● **THE PROBLEM**
Filter the records below down to lines containing "both".
AVAILABLE DATA section start
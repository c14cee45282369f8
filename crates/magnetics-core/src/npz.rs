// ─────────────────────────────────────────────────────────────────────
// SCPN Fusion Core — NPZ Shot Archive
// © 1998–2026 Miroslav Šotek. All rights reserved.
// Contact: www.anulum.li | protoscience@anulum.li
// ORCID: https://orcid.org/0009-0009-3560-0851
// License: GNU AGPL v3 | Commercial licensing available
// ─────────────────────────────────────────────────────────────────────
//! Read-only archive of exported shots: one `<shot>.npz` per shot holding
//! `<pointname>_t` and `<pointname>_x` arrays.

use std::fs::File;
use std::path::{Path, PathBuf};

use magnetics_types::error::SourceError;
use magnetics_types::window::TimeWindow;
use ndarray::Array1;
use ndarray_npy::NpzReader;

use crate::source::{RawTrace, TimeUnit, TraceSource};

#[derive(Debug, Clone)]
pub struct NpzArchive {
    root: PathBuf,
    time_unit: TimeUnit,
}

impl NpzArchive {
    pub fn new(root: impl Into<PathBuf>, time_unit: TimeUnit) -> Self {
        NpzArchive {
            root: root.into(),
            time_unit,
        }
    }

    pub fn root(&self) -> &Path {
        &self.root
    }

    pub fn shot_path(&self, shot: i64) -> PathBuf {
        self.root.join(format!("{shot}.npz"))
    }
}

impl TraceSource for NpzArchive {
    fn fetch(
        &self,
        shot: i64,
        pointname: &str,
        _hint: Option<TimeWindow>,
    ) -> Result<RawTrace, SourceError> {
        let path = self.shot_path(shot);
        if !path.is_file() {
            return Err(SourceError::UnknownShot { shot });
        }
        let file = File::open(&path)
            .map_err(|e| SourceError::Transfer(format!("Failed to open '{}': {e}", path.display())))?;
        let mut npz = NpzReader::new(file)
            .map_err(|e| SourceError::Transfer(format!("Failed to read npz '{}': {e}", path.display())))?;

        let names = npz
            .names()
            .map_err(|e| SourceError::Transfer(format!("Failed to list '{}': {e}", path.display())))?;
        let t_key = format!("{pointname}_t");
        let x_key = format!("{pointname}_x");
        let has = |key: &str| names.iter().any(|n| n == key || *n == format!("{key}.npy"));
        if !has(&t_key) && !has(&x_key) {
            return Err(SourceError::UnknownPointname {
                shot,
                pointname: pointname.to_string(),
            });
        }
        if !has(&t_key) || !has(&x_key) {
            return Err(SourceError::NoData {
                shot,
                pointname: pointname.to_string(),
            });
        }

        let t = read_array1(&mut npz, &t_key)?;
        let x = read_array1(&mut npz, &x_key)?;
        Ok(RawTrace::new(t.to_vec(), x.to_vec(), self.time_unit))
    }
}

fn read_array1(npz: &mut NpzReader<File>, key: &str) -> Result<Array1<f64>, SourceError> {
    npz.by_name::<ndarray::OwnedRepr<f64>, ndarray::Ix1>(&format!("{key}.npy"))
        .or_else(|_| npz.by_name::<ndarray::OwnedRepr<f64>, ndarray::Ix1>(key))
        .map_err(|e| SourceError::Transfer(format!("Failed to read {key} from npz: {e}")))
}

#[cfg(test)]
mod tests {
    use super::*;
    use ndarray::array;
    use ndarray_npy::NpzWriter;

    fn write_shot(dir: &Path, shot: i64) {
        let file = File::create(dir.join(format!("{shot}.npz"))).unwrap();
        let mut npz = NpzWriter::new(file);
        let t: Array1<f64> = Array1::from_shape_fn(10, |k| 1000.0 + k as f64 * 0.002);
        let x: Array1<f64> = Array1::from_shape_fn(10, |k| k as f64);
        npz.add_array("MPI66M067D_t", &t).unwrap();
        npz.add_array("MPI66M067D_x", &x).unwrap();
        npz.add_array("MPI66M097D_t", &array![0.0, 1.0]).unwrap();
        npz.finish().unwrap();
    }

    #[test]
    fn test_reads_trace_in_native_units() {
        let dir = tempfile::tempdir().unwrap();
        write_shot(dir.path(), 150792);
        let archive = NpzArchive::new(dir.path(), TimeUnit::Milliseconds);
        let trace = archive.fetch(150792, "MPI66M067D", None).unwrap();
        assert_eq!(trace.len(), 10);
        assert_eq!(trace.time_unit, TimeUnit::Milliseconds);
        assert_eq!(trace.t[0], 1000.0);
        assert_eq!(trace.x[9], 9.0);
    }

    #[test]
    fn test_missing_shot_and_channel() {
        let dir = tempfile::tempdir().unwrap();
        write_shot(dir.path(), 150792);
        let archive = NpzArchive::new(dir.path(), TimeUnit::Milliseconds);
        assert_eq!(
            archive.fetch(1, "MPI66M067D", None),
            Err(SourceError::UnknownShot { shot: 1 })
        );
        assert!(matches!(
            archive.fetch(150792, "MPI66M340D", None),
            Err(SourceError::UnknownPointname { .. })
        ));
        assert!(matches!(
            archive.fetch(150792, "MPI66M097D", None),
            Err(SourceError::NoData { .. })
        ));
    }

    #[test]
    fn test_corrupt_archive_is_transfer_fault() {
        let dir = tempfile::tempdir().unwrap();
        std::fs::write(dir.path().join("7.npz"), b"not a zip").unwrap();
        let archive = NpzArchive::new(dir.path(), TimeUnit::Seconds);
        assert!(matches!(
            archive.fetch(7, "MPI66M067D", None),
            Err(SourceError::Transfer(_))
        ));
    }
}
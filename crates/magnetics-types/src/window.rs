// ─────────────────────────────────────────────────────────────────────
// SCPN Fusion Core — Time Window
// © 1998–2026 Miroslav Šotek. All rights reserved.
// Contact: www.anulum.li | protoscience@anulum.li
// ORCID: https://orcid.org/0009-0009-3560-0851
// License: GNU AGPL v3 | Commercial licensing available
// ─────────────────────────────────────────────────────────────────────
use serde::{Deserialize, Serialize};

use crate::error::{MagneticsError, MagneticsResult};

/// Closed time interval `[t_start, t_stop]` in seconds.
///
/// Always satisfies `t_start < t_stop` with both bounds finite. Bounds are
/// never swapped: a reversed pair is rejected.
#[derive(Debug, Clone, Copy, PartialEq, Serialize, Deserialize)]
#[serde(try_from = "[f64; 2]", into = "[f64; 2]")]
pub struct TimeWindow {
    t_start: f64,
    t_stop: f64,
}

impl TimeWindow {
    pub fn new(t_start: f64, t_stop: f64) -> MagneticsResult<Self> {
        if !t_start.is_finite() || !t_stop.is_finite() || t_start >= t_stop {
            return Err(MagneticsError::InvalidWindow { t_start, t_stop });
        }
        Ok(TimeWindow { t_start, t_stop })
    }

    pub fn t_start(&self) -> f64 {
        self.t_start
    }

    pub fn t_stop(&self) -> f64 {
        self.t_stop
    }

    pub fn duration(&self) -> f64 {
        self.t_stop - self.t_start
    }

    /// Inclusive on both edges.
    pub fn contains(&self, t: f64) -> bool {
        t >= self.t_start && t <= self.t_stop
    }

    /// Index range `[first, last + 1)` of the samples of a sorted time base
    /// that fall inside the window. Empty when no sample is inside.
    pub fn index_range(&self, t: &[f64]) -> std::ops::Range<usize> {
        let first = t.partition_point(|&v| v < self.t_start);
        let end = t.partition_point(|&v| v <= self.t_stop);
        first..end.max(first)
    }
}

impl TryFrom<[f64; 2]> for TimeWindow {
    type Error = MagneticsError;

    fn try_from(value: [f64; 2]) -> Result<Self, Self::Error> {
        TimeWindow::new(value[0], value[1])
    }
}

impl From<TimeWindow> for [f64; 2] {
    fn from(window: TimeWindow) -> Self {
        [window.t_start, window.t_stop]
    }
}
AVAILABLE DATA section end
AVAILABLE DATA section start
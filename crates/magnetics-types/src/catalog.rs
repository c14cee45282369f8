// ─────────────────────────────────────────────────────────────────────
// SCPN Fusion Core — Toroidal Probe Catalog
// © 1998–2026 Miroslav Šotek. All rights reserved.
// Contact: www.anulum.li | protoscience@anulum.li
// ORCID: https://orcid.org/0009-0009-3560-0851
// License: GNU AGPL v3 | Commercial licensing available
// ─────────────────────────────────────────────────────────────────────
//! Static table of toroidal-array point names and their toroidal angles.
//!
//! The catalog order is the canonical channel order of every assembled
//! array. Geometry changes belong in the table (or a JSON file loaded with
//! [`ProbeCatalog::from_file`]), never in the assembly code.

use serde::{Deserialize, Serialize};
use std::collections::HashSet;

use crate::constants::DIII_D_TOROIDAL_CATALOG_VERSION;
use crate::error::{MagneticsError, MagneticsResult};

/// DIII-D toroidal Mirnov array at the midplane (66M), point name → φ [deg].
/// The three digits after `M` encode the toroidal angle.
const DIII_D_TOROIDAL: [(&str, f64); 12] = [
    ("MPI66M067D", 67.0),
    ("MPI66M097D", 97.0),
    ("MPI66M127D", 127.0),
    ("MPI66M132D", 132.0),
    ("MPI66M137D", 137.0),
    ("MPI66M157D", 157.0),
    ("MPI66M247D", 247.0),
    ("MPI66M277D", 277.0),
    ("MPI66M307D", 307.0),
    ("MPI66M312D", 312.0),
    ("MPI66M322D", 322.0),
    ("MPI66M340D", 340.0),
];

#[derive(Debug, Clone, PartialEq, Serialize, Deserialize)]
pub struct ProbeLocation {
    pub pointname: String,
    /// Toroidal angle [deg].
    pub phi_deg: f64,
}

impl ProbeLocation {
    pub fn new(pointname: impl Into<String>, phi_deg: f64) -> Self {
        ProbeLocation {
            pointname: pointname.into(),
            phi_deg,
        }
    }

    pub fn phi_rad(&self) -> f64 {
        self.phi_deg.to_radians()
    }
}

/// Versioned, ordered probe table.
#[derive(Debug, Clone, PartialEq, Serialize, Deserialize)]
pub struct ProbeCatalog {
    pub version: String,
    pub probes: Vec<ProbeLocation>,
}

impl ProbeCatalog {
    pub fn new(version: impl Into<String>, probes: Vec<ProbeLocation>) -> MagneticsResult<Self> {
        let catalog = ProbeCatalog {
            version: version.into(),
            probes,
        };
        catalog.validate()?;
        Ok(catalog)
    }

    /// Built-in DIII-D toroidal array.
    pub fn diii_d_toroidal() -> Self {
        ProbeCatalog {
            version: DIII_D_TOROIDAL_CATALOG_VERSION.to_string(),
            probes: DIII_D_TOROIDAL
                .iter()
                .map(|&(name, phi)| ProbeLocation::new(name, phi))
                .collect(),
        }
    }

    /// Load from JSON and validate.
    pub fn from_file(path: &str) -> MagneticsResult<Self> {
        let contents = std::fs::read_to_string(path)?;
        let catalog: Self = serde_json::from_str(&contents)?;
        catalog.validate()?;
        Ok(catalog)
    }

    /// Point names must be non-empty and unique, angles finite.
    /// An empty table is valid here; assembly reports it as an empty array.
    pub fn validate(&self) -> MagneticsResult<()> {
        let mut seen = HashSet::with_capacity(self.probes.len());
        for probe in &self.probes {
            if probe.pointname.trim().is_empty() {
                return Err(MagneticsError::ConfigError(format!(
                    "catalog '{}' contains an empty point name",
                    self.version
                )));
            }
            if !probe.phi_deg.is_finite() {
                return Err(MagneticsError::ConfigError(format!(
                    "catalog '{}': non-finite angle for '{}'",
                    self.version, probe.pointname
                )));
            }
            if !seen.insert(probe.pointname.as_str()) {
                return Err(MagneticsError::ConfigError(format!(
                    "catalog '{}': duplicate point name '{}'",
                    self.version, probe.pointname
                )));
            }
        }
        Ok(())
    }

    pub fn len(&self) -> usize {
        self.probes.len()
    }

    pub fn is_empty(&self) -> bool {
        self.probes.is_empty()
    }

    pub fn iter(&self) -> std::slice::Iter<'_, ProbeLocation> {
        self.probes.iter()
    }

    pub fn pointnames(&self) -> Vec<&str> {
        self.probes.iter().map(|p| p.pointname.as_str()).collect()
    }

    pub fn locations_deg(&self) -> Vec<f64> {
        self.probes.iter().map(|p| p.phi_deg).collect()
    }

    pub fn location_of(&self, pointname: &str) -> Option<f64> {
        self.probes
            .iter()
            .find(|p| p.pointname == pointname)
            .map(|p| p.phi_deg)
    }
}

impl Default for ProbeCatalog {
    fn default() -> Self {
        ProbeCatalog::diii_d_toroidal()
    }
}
AVAILABLE DATA section end
AVAILABLE DATA section start
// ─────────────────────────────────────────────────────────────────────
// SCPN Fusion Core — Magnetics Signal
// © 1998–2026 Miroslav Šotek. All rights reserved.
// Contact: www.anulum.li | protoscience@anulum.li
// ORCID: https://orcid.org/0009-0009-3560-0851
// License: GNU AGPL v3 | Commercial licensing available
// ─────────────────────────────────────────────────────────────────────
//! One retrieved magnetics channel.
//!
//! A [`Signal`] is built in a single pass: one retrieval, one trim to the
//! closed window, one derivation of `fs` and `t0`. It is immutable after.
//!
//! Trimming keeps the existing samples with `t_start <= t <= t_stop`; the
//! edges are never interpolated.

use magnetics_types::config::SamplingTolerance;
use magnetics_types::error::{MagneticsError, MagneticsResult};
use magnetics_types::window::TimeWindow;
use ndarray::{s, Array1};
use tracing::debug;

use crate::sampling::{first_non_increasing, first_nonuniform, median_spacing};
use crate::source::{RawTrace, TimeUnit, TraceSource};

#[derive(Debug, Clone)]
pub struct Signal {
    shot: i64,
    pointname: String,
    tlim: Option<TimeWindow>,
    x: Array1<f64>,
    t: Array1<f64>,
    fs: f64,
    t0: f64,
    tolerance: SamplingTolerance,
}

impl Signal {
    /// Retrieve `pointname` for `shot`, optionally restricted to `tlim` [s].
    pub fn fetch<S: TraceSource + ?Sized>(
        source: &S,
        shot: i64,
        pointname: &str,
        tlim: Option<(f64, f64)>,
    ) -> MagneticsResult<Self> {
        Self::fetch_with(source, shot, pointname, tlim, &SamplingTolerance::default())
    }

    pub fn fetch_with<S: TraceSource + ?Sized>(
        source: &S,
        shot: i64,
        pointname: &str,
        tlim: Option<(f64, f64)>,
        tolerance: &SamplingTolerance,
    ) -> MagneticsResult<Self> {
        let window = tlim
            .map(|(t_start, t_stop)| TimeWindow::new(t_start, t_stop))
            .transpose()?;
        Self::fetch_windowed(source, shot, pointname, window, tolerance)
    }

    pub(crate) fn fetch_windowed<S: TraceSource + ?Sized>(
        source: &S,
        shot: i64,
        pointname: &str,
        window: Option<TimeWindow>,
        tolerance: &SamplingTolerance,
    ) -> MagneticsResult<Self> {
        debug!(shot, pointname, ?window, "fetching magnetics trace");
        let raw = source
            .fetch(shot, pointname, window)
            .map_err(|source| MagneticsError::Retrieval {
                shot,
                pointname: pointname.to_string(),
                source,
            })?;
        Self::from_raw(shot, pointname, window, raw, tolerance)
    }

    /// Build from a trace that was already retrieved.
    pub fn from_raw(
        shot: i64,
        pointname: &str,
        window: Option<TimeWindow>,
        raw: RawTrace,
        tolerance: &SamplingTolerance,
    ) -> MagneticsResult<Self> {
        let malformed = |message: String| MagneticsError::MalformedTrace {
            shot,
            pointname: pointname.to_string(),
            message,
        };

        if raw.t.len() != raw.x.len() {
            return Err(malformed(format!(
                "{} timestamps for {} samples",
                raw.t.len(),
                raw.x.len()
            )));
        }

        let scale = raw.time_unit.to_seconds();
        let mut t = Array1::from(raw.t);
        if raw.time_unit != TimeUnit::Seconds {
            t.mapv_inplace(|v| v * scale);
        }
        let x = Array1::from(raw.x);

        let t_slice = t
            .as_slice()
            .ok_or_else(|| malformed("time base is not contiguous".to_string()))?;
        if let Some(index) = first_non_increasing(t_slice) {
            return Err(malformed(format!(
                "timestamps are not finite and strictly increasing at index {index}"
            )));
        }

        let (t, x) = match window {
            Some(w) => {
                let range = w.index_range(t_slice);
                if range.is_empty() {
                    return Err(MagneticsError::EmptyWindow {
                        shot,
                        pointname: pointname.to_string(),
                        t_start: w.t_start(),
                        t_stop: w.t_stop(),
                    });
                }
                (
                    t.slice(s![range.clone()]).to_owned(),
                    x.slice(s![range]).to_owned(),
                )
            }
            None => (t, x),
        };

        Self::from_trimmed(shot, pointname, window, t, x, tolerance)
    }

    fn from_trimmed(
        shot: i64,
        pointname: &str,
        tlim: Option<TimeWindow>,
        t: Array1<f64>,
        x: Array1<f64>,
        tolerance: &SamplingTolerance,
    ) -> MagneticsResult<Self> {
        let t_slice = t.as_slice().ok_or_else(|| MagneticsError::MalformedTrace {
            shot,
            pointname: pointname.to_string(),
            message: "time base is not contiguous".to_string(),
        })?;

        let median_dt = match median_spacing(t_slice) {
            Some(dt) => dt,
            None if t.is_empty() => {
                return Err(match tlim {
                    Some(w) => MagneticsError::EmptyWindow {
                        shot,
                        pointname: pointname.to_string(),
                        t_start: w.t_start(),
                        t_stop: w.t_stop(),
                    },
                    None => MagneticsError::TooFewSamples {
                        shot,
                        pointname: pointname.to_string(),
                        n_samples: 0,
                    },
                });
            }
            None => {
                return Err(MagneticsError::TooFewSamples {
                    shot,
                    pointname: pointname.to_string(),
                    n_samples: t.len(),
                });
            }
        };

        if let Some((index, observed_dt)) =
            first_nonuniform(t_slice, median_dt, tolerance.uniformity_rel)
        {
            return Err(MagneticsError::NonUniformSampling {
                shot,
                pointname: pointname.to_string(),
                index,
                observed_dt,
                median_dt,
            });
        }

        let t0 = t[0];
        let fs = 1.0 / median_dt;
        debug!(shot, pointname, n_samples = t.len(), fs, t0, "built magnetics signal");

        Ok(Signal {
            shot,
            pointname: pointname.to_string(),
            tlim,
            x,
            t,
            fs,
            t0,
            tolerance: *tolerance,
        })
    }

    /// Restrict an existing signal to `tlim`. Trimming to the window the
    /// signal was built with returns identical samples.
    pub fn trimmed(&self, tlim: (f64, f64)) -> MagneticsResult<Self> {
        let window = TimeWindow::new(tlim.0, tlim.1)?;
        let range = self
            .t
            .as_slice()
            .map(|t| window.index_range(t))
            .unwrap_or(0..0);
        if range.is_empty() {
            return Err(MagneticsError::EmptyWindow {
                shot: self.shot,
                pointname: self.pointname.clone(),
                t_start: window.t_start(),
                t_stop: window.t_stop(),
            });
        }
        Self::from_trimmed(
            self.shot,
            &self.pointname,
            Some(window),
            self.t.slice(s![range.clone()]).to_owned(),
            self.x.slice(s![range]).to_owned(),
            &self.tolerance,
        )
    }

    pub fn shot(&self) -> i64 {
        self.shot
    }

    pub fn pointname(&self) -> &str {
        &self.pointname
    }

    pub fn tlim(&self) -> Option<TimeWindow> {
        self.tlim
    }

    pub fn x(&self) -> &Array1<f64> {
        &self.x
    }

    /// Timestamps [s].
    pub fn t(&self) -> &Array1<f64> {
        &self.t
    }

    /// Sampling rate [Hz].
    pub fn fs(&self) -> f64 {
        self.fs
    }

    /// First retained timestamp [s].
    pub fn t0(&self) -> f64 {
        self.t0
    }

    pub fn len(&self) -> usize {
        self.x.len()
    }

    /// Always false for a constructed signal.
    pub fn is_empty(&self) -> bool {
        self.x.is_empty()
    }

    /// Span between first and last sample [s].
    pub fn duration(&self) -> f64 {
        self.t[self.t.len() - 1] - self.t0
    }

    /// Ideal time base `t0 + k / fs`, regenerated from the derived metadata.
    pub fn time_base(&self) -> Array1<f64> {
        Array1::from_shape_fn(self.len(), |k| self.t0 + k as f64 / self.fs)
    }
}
AVAILABLE DATA section end
● **ANSWER BELOW**
/// Always satisfies `t_start < t_stop` with both bounds finite. Bounds are
    /// Inclusive on both edges.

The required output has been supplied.